== What to do ==
Your job with the data below: print everything from the line that holds "button is pressed" down to the line that holds "placeholder when empty", ends included, exactly, and nothing else.

== Data in this exercise ==
┄┄┄┄┄┄┄┄┄┄

// SPDX-License-Identifier: AGPL-3.0
// Style Transfer GTK - Upload slot card
//
// Click-or-drop target for one image. The card only reports picked paths;
// the studio view validates them and tells the card what to show.

use gtk4::gdk;
use gtk4::gio;
use gtk4::prelude::*;
use gtk4::subclass::prelude::*;
use std::path::{Path, PathBuf};
use style_transfer_core::slot::ALLOWED_EXTENSIONS;
use style_transfer_core::SlotKind;

type PickedHandler = Box<dyn Fn(Vec<PathBuf>)>;
type RemovedHandler = Box<dyn Fn()>;

mod imp {
    use super::*;
    use std::cell::RefCell;

    #[derive(Default)]
    pub struct SlotCard {
        pub title: RefCell<Option<gtk4::Label>>,
        pub prompt: RefCell<Option<gtk4::Label>>,
        pub stack: RefCell<Option<gtk4::Stack>>,
        pub picture: RefCell<Option<gtk4::Picture>>,
        pub info_box: RefCell<Option<gtk4::Box>>,
        pub name_label: RefCell<Option<gtk4::Label>>,
        pub rejection_label: RefCell<Option<gtk4::Label>>,
        pub on_picked: RefCell<Option<PickedHandler>>,
        pub on_removed: RefCell<Option<RemovedHandler>>,
    }

    #[glib::object_subclass]
    impl ObjectSubclass for SlotCard {
        const NAME: &'static str = "StyleTransferSlotCard";
        type Type = super::SlotCard;
        type ParentType = gtk4::Box;
    }

    impl ObjectImpl for SlotCard {
        fn constructed(&self) {
            self.parent_constructed();
            self.setup_ui();
        }
    }

    impl WidgetImpl for SlotCard {}
    impl BoxImpl for SlotCard {}

    impl SlotCard {
        fn setup_ui(&self) {
            let obj = self.obj();
            obj.set_orientation(gtk4::Orientation::Vertical);
            obj.set_spacing(8);
            obj.set_hexpand(true);

            let title = gtk4::Label::new(None);
            title.add_css_class("title-3");
            title.set_halign(gtk4::Align::Start);
            obj.append(&title);

            // Drop zone: placeholder or preview
            let stack = gtk4::Stack::new();
            stack.set_transition_type(gtk4::StackTransitionType::Crossfade);
            stack.set_height_request(260);
            stack.add_css_class("card");
            stack.set_cursor_from_name(Some("pointer"));

            let placeholder = gtk4::Box::new(gtk4::Orientation::Vertical, 8);
            placeholder.set_valign(gtk4::Align::Center);
            placeholder.set_halign(gtk4::Align::Center);

            let icon = gtk4::Image::from_icon_name("document-send-symbolic");
            icon.set_pixel_size(48);
            icon.add_css_class("dim-label");
            placeholder.append(&icon);

            let prompt = gtk4::Label::new(None);
            prompt.add_css_class("heading");
            placeholder.append(&prompt);

            let hint = gtk4::Label::new(Some("PNG, JPG, JPEG, WEBP (max 10MB)"));
            hint.add_css_class("dim-label");
            hint.add_css_class("caption");
            placeholder.append(&hint);

            stack.add_named(&placeholder, Some("empty"));

            let picture = gtk4::Picture::new();
            picture.set_can_shrink(true);
            picture.set_tooltip_text(Some("Click to change"));
            stack.add_named(&picture, Some("preview"));
            stack.set_visible_child_name("empty");

            let click = gtk4::GestureClick::new();
            click.connect_released(glib::clone!(
                #[weak(rename_to = this)]
                self,
                #[weak]
                stack,
                move |_, _, _, _| {
                    this.show_file_chooser(stack.upcast_ref());
                }
            ));
            stack.add_controller(click);

            let drop_target =
                gtk4::DropTarget::new(gdk::FileList::static_type(), gdk::DragAction::COPY);
            drop_target.connect_drop(glib::clone!(
                #[weak(rename_to = this)]
                self,
                #[upgrade_or]
                false,
                move |_, value, _, _| {
                    let Ok(file_list) = value.get::<gdk::FileList>() else {
                        return false;
                    };
                    let paths: Vec<PathBuf> =
                        file_list.files().iter().filter_map(|f| f.path()).collect();
                    this.emit_picked(paths);
                    true
                }
            ));
            stack.add_controller(drop_target);

            obj.append(&stack);

            // File name and remove button
            let info_box = gtk4::Box::new(gtk4::Orientation::Horizontal, 8);
            info_box.set_visible(false);

            let name_label = gtk4::Label::new(None);
            name_label.set_halign(gtk4::Align::Start);
            name_label.set_hexpand(true);
            name_label.set_ellipsize(gtk4::pango::EllipsizeMode::Middle);
            info_box.append(&name_label);

            let remove_button = gtk4::Button::from_icon_name("window-close-symbolic");
            remove_button.set_tooltip_text(Some("Remove image"));
            remove_button.add_css_class("flat");
            remove_button.add_css_class("circular");
            remove_button.connect_clicked(glib::clone!(
                #[weak(rename_to = this)]
                self,
                move |_| {
                    if let Some(handler) = this.on_removed.borrow().as_ref() {
                        handler();
                    }
                }
            ));
            info_box.append(&remove_button);
            obj.append(&info_box);

            let rejection_label = gtk4::Label::new(None);
            rejection_label.add_css_class("error");
            rejection_label.set_halign(gtk4::Align::Start);
            rejection_label.set_wrap(true);
            rejection_label.set_visible(false);
            obj.append(&rejection_label);

            *self.title.borrow_mut() = Some(title);
            *self.prompt.borrow_mut() = Some(prompt);
            *self.stack.borrow_mut() = Some(stack);
            *self.picture.borrow_mut() = Some(picture);
            *self.info_box.borrow_mut() = Some(info_box);
            *self.name_label.borrow_mut() = Some(name_label);
            *self.rejection_label.borrow_mut() = Some(rejection_label);
        }

        fn emit_picked(&self, paths: Vec<PathBuf>) {
            if let Some(handler) = self.on_picked.borrow().as_ref() {
                handler(paths);
            }
        }

        fn show_file_chooser(&self, widget: &gtk4::Widget) {
            let window = widget
                .root()
                .and_then(|r| r.downcast::<gtk4::Window>().ok());

            let dialog = gtk4::FileChooserDialog::new(
                Some("Select Image"),
                window.as_ref(),
                gtk4::FileChooserAction::Open,
                &[
                    ("Cancel", gtk4::ResponseType::Cancel),
                    ("Select", gtk4::ResponseType::Accept),
                ],
            );
            dialog.set_modal(true);
            dialog.set_select_multiple(false);

            let filter = gtk4::FileFilter::new();
            filter.set_name(Some("Images"));
            for ext in ALLOWED_EXTENSIONS {
                filter.add_pattern(&format!("*.{}", ext));
                filter.add_pattern(&format!("*.{}", ext.to_uppercase()));
            }
            dialog.add_filter(&filter);

            dialog.connect_response(glib::clone!(
                #[weak(rename_to = this)]
                self,
                move |dialog, response| {
                    if response == gtk4::ResponseType::Accept {
                        if let Some(path) = dialog.file().and_then(|f: gio::File| f.path()) {
                            this.emit_picked(vec![path]);
                        }
                    }
                    dialog.close();
                }
            ));

            dialog.show();
        }
    }
}

glib::wrapper! {
    pub struct SlotCard(ObjectSubclass<imp::SlotCard>)
        @extends gtk4::Box, gtk4::Widget,
        @implements gtk4::Accessible, gtk4::Buildable, gtk4::ConstraintTarget, gtk4::Orientable;
}

impl SlotCard {
    pub fn new(kind: SlotKind) -> Self {
        let card: Self = glib::Object::new();
        let imp = card.imp();
        if let Some(title) = imp.title.borrow().as_ref() {
            title.set_text(kind.title());
        }
        if let Some(prompt) = imp.prompt.borrow().as_ref() {
            prompt.set_text(kind.prompt());
        }
        card
    }

    /// Called with the paths from a click-pick or a drop
    pub fn connect_picked<F: Fn(Vec<PathBuf>) + 'static>(&self, handler: F) {
        *self.imp().on_picked.borrow_mut() = Some(Box::new(handler));
    }

    /// Called when the remove button is pressed
    pub fn connect_removed<F: Fn() + 'static>(&self, handler: F) {
        *self.imp().on_removed.borrow_mut() = Some(Box::new(handler));
    }

    /// Show the slot's current file, or the placeholder when empty
    pub fn show_file(&self, name: Option<&str>, preview: Option<&Path>) {
        let imp = self.imp();

        if let Some(picture) = imp.picture.borrow().as_ref() {
            match preview {
                Some(path) => picture.set_filename(Some(path)),
                None => picture.set_paintable(None::<&gdk::Paintable>),
            }
        }
        if let Some(stack) = imp.stack.borrow().as_ref() {
            stack.set_visible_child_name(if name.is_some() { "preview" } else { "empty" });
        }
        if let Some(label) = imp.name_label.borrow().as_ref() {
            label.set_text(name.unwrap_or_default());
        }
        if let Some(info_box) = imp.info_box.borrow().as_ref() {
            info_box.set_visible(name.is_some());
        }
    }

    /// Explain why the last pick was turned down; `None` hides the message
    pub fn show_rejection(&self, reason: Option<&str>) {
        if let Some(label) = self.imp().rejection_label.borrow().as_ref() {
            label.set_text(reason.unwrap_or_default());
            label.set_visible(reason.is_some());
        }
    }
}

┄┄┄┄┄┄┄┄┄┄

== Your response ==
    /// Called when the remove button is pressed
    pub fn connect_removed<F: Fn() + 'static>(&self, handler: F) {
        *self.imp().on_removed.borrow_mut() = Some(Box::new(handler));
    }

    /// Show the slot's current file, or the placeholder when empty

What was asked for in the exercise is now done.